If the Times were genuinely interested in all the tragedies that can be
avoided by honoring all authentic human rights considerations, the worries
about Roe’s fate could disappear from
its opinion pages forever. How might this occur? Back in October of 2007, I
offered some thoughts on the matter regarding the disappearance of Roe and the consideration of
alternatives to criminalization, which troubles the Times. Here is the relevant portion of what I said then:
Let us first begin by considering the duties of the
law-maker (for us in the US, this means state legislatures, Congress, judges,
and administrative agencies) that relate to abortion. The law-maker can make a
law that criminalizes abortion, legalizes abortion, or regulates abortion. The
law-maker may say nothing about morality in positing the law (statute, judicial
decision, or regulation) made on the subject.

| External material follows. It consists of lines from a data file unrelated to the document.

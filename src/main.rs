mod app;
mod cli;
mod domain;
mod infra;
mod realtime;
mod ui;
mod usecases;

use anyhow::Result;
use clap::Parser;

fn main() -> Result<()> {
    let cli = cli::Cli::parse();
    app::run(cli)
}
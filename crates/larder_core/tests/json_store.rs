use larder_core::{CanRegistry, DateRegistry, GoodRegistry, JsonStore, StoreError};
use std::collections::{HashMap, HashSet};

fn registries() -> (GoodRegistry, DateRegistry, CanRegistry) {
    (GoodRegistry::new(), DateRegistry::new(), CanRegistry::new())
}

fn populate(goods: &mut GoodRegistry, dates: &mut DateRegistry, cans: &mut CanRegistry) {
    cans.add(goods, dates, "milk", 2_460_100, None).unwrap();
    cans.add(goods, dates, "Beans", 2_460_200, None).unwrap();
    cans.add(goods, dates, "milk", 2_460_200, Some(7)).unwrap();
}

#[test]
fn loading_a_missing_file_bootstraps_a_fresh_document() {
    let dir = tempfile::tempdir().unwrap();
    let path = dir.path().join("inventory.json");
    let store = JsonStore::new(&path);
    let (mut goods, mut dates, mut cans) = registries();

    store.load(&mut goods, &mut dates, &mut cans).unwrap();

    assert_eq!(goods.row_count(), 0);
    assert_eq!(dates.row_count(), 0);
    assert_eq!(cans.row_count(), 0);
    assert!(path.exists());

    let text = std::fs::read_to_string(&path).unwrap();
    let value: serde_json::Value = serde_json::from_str(&text).unwrap();
    assert_eq!(value["goods"], serde_json::json!({}));
    assert_eq!(value["dates"], serde_json::json!({}));
    assert_eq!(value["cans"], serde_json::json!({}));
}

#[test]
fn save_then_load_round_trips_every_mapping() {
    let dir = tempfile::tempdir().unwrap();
    let store = JsonStore::new(dir.path().join("inventory.json"));
    let (mut goods, mut dates, mut cans) = registries();
    populate(&mut goods, &mut dates, &mut cans);

    store.save(&goods, &dates, &cans).unwrap();

    let (mut goods2, mut dates2, mut cans2) = registries();
    store.load(&mut goods2, &mut dates2, &mut cans2).unwrap();

    let names: HashSet<String> = (0..goods2.row_count())
        .filter_map(|row| goods2.good_at(row))
        .map(|(_, name)| name.to_string())
        .collect();
    assert_eq!(
        names,
        HashSet::from(["milk".to_string(), "Beans".to_string()])
    );
    for row in 0..goods.row_count() {
        let (id, name) = goods.good_at(row).unwrap();
        assert_eq!(goods2.name_of(id), Some(name));
    }
    for row in 0..dates.row_count() {
        let (id, value) = dates.date_at(row).unwrap();
        assert_eq!(dates2.value_of(id), Some(value));
    }

    let associations = |cans: &CanRegistry| -> HashMap<u32, (u32, u32)> {
        (0..cans.row_count())
            .filter_map(|row| cans.can_at(row))
            .map(|id| {
                (
                    id,
                    (cans.good_id_of(id).unwrap(), cans.date_id_of(id).unwrap()),
                )
            })
            .collect()
    };
    assert_eq!(associations(&cans), associations(&cans2));
}

#[test]
fn ids_and_day_ordinals_travel_as_decimal_strings() {
    let dir = tempfile::tempdir().unwrap();
    let path = dir.path().join("inventory.json");
    let store = JsonStore::new(&path);
    let (mut goods, mut dates, mut cans) = registries();
    cans.add(&mut goods, &mut dates, "milk", 2_460_100, None).unwrap();

    store.save(&goods, &dates, &cans).unwrap();

    let text = std::fs::read_to_string(&path).unwrap();
    let value: serde_json::Value = serde_json::from_str(&text).unwrap();
    assert_eq!(value["goods"]["1"], serde_json::json!("milk"));
    assert_eq!(value["dates"]["1"], serde_json::json!("2460100"));
    assert_eq!(value["cans"]["1"], serde_json::json!(["1", "1"]));
}

#[test]
fn malformed_documents_fail_hard_and_populate_nothing() {
    let dir = tempfile::tempdir().unwrap();
    let path = dir.path().join("inventory.json");
    std::fs::write(&path, "this is not json").unwrap();

    let store = JsonStore::new(&path);
    let (mut goods, mut dates, mut cans) = registries();
    goods.add("existing").unwrap();

    let err = store.load(&mut goods, &mut dates, &mut cans).unwrap_err();
    assert!(matches!(err, StoreError::Json(_)));
    // The pre-existing state was not cleared.
    assert!(goods.contains_name("existing"));
}

#[test]
fn a_top_level_array_is_rejected() {
    let dir = tempfile::tempdir().unwrap();
    let path = dir.path().join("inventory.json");
    std::fs::write(&path, "[]").unwrap();

    let store = JsonStore::new(&path);
    let (mut goods, mut dates, mut cans) = registries();
    let err = store.load(&mut goods, &mut dates, &mut cans).unwrap_err();
    assert!(matches!(err, StoreError::Json(_)));
}

#[test]
fn unparseable_records_are_skipped_not_fatal() {
    let dir = tempfile::tempdir().unwrap();
    let path = dir.path().join("inventory.json");
    std::fs::write(
        &path,
        r#"{
            "goods": { "1": "milk", "bogus": "beans", "2": 42 },
            "dates": { "1": "2460100", "2": "not a number" },
            "cans": { "1": ["1", "1"], "2": ["9", "1"], "3": "1,1" }
        }"#,
    )
    .unwrap();

    let store = JsonStore::new(&path);
    let (mut goods, mut dates, mut cans) = registries();
    store.load(&mut goods, &mut dates, &mut cans).unwrap();

    // Only the well-formed, resolvable records made it in.
    assert_eq!(goods.row_count(), 1);
    assert_eq!(dates.row_count(), 1);
    assert_eq!(cans.row_count(), 1);
    assert!(cans.contains_id(1));
}

#[test]
fn load_replaces_previous_registry_state() {
    let dir = tempfile::tempdir().unwrap();
    let store = JsonStore::new(dir.path().join("inventory.json"));
    let (mut goods, mut dates, mut cans) = registries();
    cans.add(&mut goods, &mut dates, "milk", 2_460_100, None).unwrap();
    store.save(&goods, &dates, &cans).unwrap();

    // Mutate in memory, then load the older snapshot back.
    cans.add(&mut goods, &mut dates, "soup", 2_460_300, None).unwrap();
    store.load(&mut goods, &mut dates, &mut cans).unwrap();

    assert_eq!(goods.row_count(), 1);
    assert!(goods.contains_name("milk"));
    assert!(!goods.contains_name("soup"));
    assert_eq!(cans.row_count(), 1);
}

#[test]
fn save_overwrites_the_previous_document() {
    let dir = tempfile::tempdir().unwrap();
    let path = dir.path().join("inventory.json");
    let store = JsonStore::new(&path);
    let (mut goods, mut dates, mut cans) = registries();

    cans.add(&mut goods, &mut dates, "milk", 2_460_100, None).unwrap();
    store.save(&goods, &dates, &cans).unwrap();

    cans.add(&mut goods, &mut dates, "beans", 2_460_200, None).unwrap();
    store.save(&goods, &dates, &cans).unwrap();

    let text = std::fs::read_to_string(&path).unwrap();
    let value: serde_json::Value = serde_json::from_str(&text).unwrap();
    assert_eq!(value["goods"].as_object().unwrap().len(), 2);
    assert_eq!(value["cans"].as_object().unwrap().len(), 2);
}

#[test]
fn an_empty_path_is_rejected() {
    let store = JsonStore::new("");
    let (mut goods, mut dates, mut cans) = registries();

    assert!(matches!(
        store.load(&mut goods, &mut dates, &mut cans).unwrap_err(),
        StoreError::EmptyPath
    ));
    assert!(matches!(
        store.save(&goods, &dates, &cans).unwrap_err(),
        StoreError::EmptyPath
    ));
}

Moreover, the law-maker may be urged to conclude by the
lobbyist or the litigant that the law made must be divorced from moral
considerations. This argument has run a thread throughout jurisprudential
debate for some time. Two examples would be the Hart-Fuller debates and the
disagreements between the Kelsen school and the Rommen/Voeglin schools. Yet,
when all is said and done, there frequently are discussions about morality and
its nexus with the law and law-making when debates about tax laws, labor laws,
education laws, environmental laws, and criminal laws (just to mention a few)
occur. The Guttmacher Institute mentions, by the way, on its website that it
executes its mission, in part, by “testifying
before federal and state legislative bodies and in court cases.” Well, this is
participating in the law-making process, and we can readily see what their
aspirations are for law-making outcomes regarding abortion and where moral
considerations don’t fit into the process.
And what about Catholic legal theory? There is nothing wrong
or unusual with introducing moral considerations into debates that occur when
law is being made. But, for the Catholic legal theorist I think this would be
not only expected but would be compulsory. Moreover, I am confident that
Catholic legal theory would have much to offer the law-maker who is positing
law addressing the legality or regulation of abortion. And what might this be?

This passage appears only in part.